Directions: Look through the listing for the string "SocketAddr" and copy out every line that holds it.

** Opening Source information block **

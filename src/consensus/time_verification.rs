// Peer-attested block timestamps

use crate::chain::{NodeState, SharedState};
use crate::config::ConsensusParams;
use crate::core::{Block, MinerKey, Signature, now_nanos};
use crate::network::{PeerError, PeerTransport};
use crate::wallet::{Identity, verify_signature};
use std::collections::HashSet;
use std::net::SocketAddr;
use std::sync::Arc;
use std::time::Duration;
use tokio::task::JoinSet;

/// A verifier's signature over a block's time-verification payload
#[derive(Debug, Clone, PartialEq, Eq)]
pub struct Attestation {
    pub signature: Signature,
    pub public_key: MinerKey,
}

/// A verifier's answer to a time-verification request
#[derive(Debug, Clone, PartialEq, Eq)]
pub enum TimeVerdict {
    Attested(Attestation),
    /// The timestamp is not plausible to the verifier
    Declined,
}

/// Attestations gathered by one invocation of the protocol
#[derive(Debug, Clone, Default)]
pub struct AttestationRound {
    pub required: usize,
    pub attestations: Vec<Attestation>,
}

impl AttestationRound {
    pub fn obtained(&self) -> usize {
        self.attestations.len()
    }

    pub fn has_quorum(&self) -> bool {
        self.attestations.len() >= self.required
    }

    /// Split into the parallel key / signature lists stored in a block
    pub fn into_verifier_sets(self) -> (Vec<MinerKey>, Vec<Signature>) {
        self.attestations
            .into_iter()
            .map(|a| (a.public_key, a.signature))
            .unzip()
    }
}

/// Collects timestamp attestations from peers that have mined before.
///
/// Peers are polled concurrently, never more at once than the attestations
/// still missing (capped by the configured fan-out). Collection stops and
/// aborts outstanding requests as soon as quorum is reached. Every peer is
/// tried at most once per invocation.
pub struct TimeVerificationProtocol<T: PeerTransport> {
    transport: Arc<T>,
    state: SharedState,
    peers: Vec<SocketAddr>,
    fanout: usize,
    peer_timeout: Duration,
}

impl<T: PeerTransport> TimeVerificationProtocol<T> {
    pub fn new(transport: Arc<T>, state: SharedState, peers: Vec<SocketAddr>, params: &ConsensusParams) -> Self {
        Self {
            transport,
            state,
            peers,
            fanout: params.attestation_fanout.max(1),
            peer_timeout: params.peer_timeout,
        }
    }

    pub fn peers(&self) -> &[SocketAddr] {
        &self.peers
    }

    pub fn transport(&self) -> &Arc<T> {
        &self.transport
    }

    pub async fn collect_attestations(&self, block: &Block) -> AttestationRound {
        // Eligibility and quorum are fixed by the chain this block extends
        let (required, eligible) = {
            let state = self.state.read().await;
            (state.validator().required_quorum(&state.chain), state.chain.miners())
        };

        let mut round = AttestationRound {
            required,
            attestations: Vec::new(),
        };
        if required == 0 {
            return round;
        }

        let block = Arc::new(block.clone());
        let payload: Arc<[u8]> = block.time_verification_payload().into();
        let eligible = Arc::new(eligible);
        let mut seen = HashSet::new();
        let mut remaining = self.peers.iter().copied();
        let mut in_flight = JoinSet::new();

        loop {
            let width = (required - round.obtained()).min(self.fanout);
            while in_flight.len() < width {
                let Some(peer) = remaining.next() else { break };
                let request = PeerRequest {
                    transport: Arc::clone(&self.transport),
                    block: Arc::clone(&block),
                    payload: Arc::clone(&payload),
                    eligible: Arc::clone(&eligible),
                    timeout: self.peer_timeout,
                };
                in_flight.spawn(async move { (peer, request.attest(peer).await) });
            }

            let Some(joined) = in_flight.join_next().await else { break };
            match joined {
                Ok((peer, Ok(attestation))) => {
                    if !seen.insert(attestation.public_key.clone()) {
                        log::debug!("Ignoring second attestation from {}", peer);
                        continue;
                    }
                    log::debug!("Attestation from {} ({})", peer, attestation.public_key.short());
                    round.attestations.push(attestation);
                    if round.has_quorum() {
                        in_flight.abort_all();
                        break;
                    }
                }
                Ok((peer, Err(e))) => log::warn!("No attestation from {}: {}", peer, e),
                Err(e) => log::warn!("Attestation request failed: {}", e),
            }
        }

        log::info!(
            "Collected {}/{} time attestations for block at {}",
            round.obtained(),
            required,
            block.timestamp
        );
        round
    }
}

/// Everything one per-peer request task owns
struct PeerRequest<T> {
    transport: Arc<T>,
    block: Arc<Block>,
    payload: Arc<[u8]>,
    eligible: Arc<HashSet<MinerKey>>,
    timeout: Duration,
}

impl<T: PeerTransport> PeerRequest<T> {
    async fn attest(&self, peer: SocketAddr) -> Result<Attestation, PeerError> {
        let key = tokio::time::timeout(self.timeout, self.transport.identify(peer))
            .await
            .map_err(|_| PeerError::Timeout(peer))??;

        // New miners are not eligible verifiers
        if !self.eligible.contains(&key) {
            return Err(PeerError::Ineligible(peer));
        }

        let verdict = tokio::time::timeout(self.timeout, self.transport.verify_time(peer, &self.block))
            .await
            .map_err(|_| PeerError::Timeout(peer))??;

        match verdict {
            TimeVerdict::Declined => Err(PeerError::Declined(peer)),
            TimeVerdict::Attested(attestation) => {
                if attestation.public_key != key
                    || !verify_signature(&key, &self.payload, &attestation.signature)
                {
                    return Err(PeerError::BadSignature(peer));
                }
                Ok(attestation)
            }
        }
    }
}

/// Verifier side: whether `block`'s timestamp is plausible given the local
/// chain and clock
pub fn review_timestamp(state: &NodeState, block: &Block, now: u64) -> bool {
    state
        .validator()
        .validate_timestamp(&state.chain, block.timestamp, now)
        .is_ok()
}

/// Answer a time-verification request with this node's identity
pub fn attest(identity: &Identity, state: &NodeState, block: &Block) -> TimeVerdict {
    if !review_timestamp(state, block, now_nanos()) {
        log::warn!("Declining to attest block with timestamp {}", block.timestamp);
        return TimeVerdict::Declined;
    }
    TimeVerdict::Attested(Attestation {
        signature: identity.sign(&block.time_verification_payload()),
        public_key: identity.miner_key(),
    })
}

#[cfg(test)]
mod tests {
    use super::*;
    use crate::chain::ChainStore;
    use crate::core::Transaction;
    use crate::network::mock::{Behaviour, MockTransport};

    fn params() -> ConsensusParams {
        ConsensusParams {
            initial_difficulty: 1,
            minimum_difficulty: 1,
            maximum_difficulty: 1,
            peer_timeout: Duration::from_millis(200),
            ..ConsensusParams::default()
        }
    }

    fn tx(n: u64) -> Transaction {
        Transaction::new(MinerKey::new(vec![2; 33]), MinerKey::new(vec![3; 33]), n, n)
    }

    /// State whose chain was mined by `miners`, one block each
    fn state_mined_by(miners: &[&Identity]) -> NodeState {
        let mut chain = ChainStore::new();
        for (i, miner) in miners.iter().enumerate() {
            let block = Block::candidate(miner.miner_key(), vec![tx(1_000 + i as u64)], 1, 1, chain.tip_hash());
            chain.push(block);
        }
        NodeState::from_parts(chain, Default::default(), params())
    }

    fn candidate(state: &NodeState) -> Block {
        Block::candidate(MinerKey::new(vec![4; 33]), vec![tx(1)], 1, now_nanos(), state.chain.tip_hash())
    }

    #[tokio::test]
    async fn test_no_miners_needs_no_quorum() {
        let mut transport = MockTransport::new();
        let peer = transport.add_peer(1, Identity::generate(), Behaviour::Honest);
        let state = NodeState::new(params());
        let block = candidate(&state);
        let protocol = TimeVerificationProtocol::new(Arc::new(transport), state.into_shared(), vec![peer], &params());

        let round = protocol.collect_attestations(&block).await;
        assert_eq!(round.required, 0);
        assert!(round.has_quorum());
        assert_eq!(protocol.transport().verify_requests(), 0);
    }

    #[tokio::test]
    async fn test_skips_failing_peers_and_reaches_quorum() {
        let verifiers: Vec<Identity> = (0..6).map(|_| Identity::generate()).collect();
        let refs: Vec<&Identity> = verifiers.iter().collect();
        // Six miners: quorum is two
        let state = state_mined_by(&refs);
        let block = candidate(&state);

        let mut transport = MockTransport::new();
        let peers = vec![
            transport.add_peer(1, verifiers[0].clone(), Behaviour::Unreachable),
            transport.add_peer(2, verifiers[1].clone(), Behaviour::Decline),
            transport.add_peer(3, Identity::generate(), Behaviour::Honest),
            transport.add_peer(4, verifiers[2].clone(), Behaviour::Forge),
            transport.add_peer(5, verifiers[3].clone(), Behaviour::WrongKey),
            transport.add_peer(6, verifiers[4].clone(), Behaviour::Honest),
            transport.add_peer(7, verifiers[5].clone(), Behaviour::Honest),
        ];
        let protocol = TimeVerificationProtocol::new(Arc::new(transport), state.into_shared(), peers, &params());

        let round = protocol.collect_attestations(&block).await;
        assert_eq!(round.required, 2);
        assert!(round.has_quorum());
        assert_eq!(round.obtained(), 2);

        let payload = block.time_verification_payload();
        let (keys, signatures) = round.into_verifier_sets();
        for (key, signature) in keys.iter().zip(&signatures) {
            assert!(verify_signature(key, &payload, signature));
        }
        assert!(keys.contains(&verifiers[4].miner_key()));
        assert!(keys.contains(&verifiers[5].miner_key()));
    }

    #[tokio::test]
    async fn test_stops_polling_once_quorum_reached() {
        let verifiers: Vec<Identity> = (0..5).map(|_| Identity::generate()).collect();
        let refs: Vec<&Identity> = verifiers.iter().collect();
        // Five miners: quorum is one
        let state = state_mined_by(&refs);
        let block = candidate(&state);

        let mut transport = MockTransport::new();
        let peers: Vec<SocketAddr> = verifiers
            .iter()
            .enumerate()
            .map(|(i, v)| transport.add_peer(10 + i as u16, v.clone(), Behaviour::Honest))
            .collect();
        let protocol = TimeVerificationProtocol::new(Arc::new(transport), state.into_shared(), peers, &params());

        let round = protocol.collect_attestations(&block).await;
        assert_eq!(round.obtained(), 1);
        // Width never exceeds the attestations still missing
        assert_eq!(protocol.transport().verify_requests(), 1);
    }

    #[tokio::test]
    async fn test_hanging_peer_is_bounded_by_timeout() {
        let verifiers: Vec<Identity> = (0..2).map(|_| Identity::generate()).collect();
        let refs: Vec<&Identity> = verifiers.iter().collect();
        let state = state_mined_by(&refs);
        let block = candidate(&state);

        let mut transport = MockTransport::new();
        let peers = vec![
            transport.add_peer(1, verifiers[0].clone(), Behaviour::Hang),
            transport.add_peer(2, verifiers[1].clone(), Behaviour::Honest),
        ];
        let protocol = TimeVerificationProtocol::new(Arc::new(transport), state.into_shared(), peers, &params());

        let started = std::time::Instant::now();
        let round = protocol.collect_attestations(&block).await;
        assert_eq!(round.obtained(), 1);
        assert!(started.elapsed() < Duration::from_secs(5));
    }

    #[tokio::test]
    async fn test_shortfall_returns_partial_round() {
        let verifiers: Vec<Identity> = (0..6).map(|_| Identity::generate()).collect();
        let refs: Vec<&Identity> = verifiers.iter().collect();
        let state = state_mined_by(&refs);
        let block = candidate(&state);

        let mut transport = MockTransport::new();
        let peers = vec![
            transport.add_peer(1, verifiers[0].clone(), Behaviour::Honest),
            transport.add_peer(2, verifiers[1].clone(), Behaviour::Decline),
        ];
        let protocol = TimeVerificationProtocol::new(Arc::new(transport), state.into_shared(), peers, &params());

        let round = protocol.collect_attestations(&block).await;
        assert_eq!(round.required, 2);
        assert_eq!(round.obtained(), 1);
        assert!(!round.has_quorum());
    }

    #[test]
    fn test_attest_signs_plausible_timestamp() {
        let identity = Identity::generate();
        let state = NodeState::new(params());
        let block = candidate(&state);

        match attest(&identity, &state, &block) {
            TimeVerdict::Attested(attestation) => {
                assert_eq!(attestation.public_key, identity.miner_key());
                assert!(verify_signature(
                    &attestation.public_key,
                    &block.time_verification_payload(),
                    &attestation.signature
                ));
            }
            TimeVerdict::Declined => panic!("plausible timestamp declined"),
        }
    }

    #[test]
    fn test_attest_declines_future_or_stale_timestamp() {
        let identity = Identity::generate();
        let miner = Identity::generate();
        let mut state = state_mined_by(&[&miner]);

        let mut block = candidate(&state);
        block.timestamp = now_nanos() + 3 * 60 * 60 * 1_000_000_000;
        assert_eq!(attest(&identity, &state, &block), TimeVerdict::Declined);

        // Older than the tip
        let tip = Block::candidate(miner.miner_key(), vec![tx(2)], 1, 500, state.chain.tip_hash());
        state.chain.push(tip);
        let mut block = candidate(&state);
        block.timestamp = 499;
        assert!(!review_timestamp(&state, &block, now_nanos()));
        assert_eq!(attest(&identity, &state, &block), TimeVerdict::Declined);
    }
}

** Closing Source information block **

Exercise response:
use std::net::SocketAddr;
    peers: Vec<SocketAddr>,
    pub fn new(transport: Arc<T>, state: SharedState, peers: Vec<SocketAddr>, params: &ConsensusParams) -> Self {
    pub fn peers(&self) -> &[SocketAddr] {
    async fn attest(&self, peer: SocketAddr) -> Result<Attestation, PeerError> {
        let peers: Vec<SocketAddr> = verifiers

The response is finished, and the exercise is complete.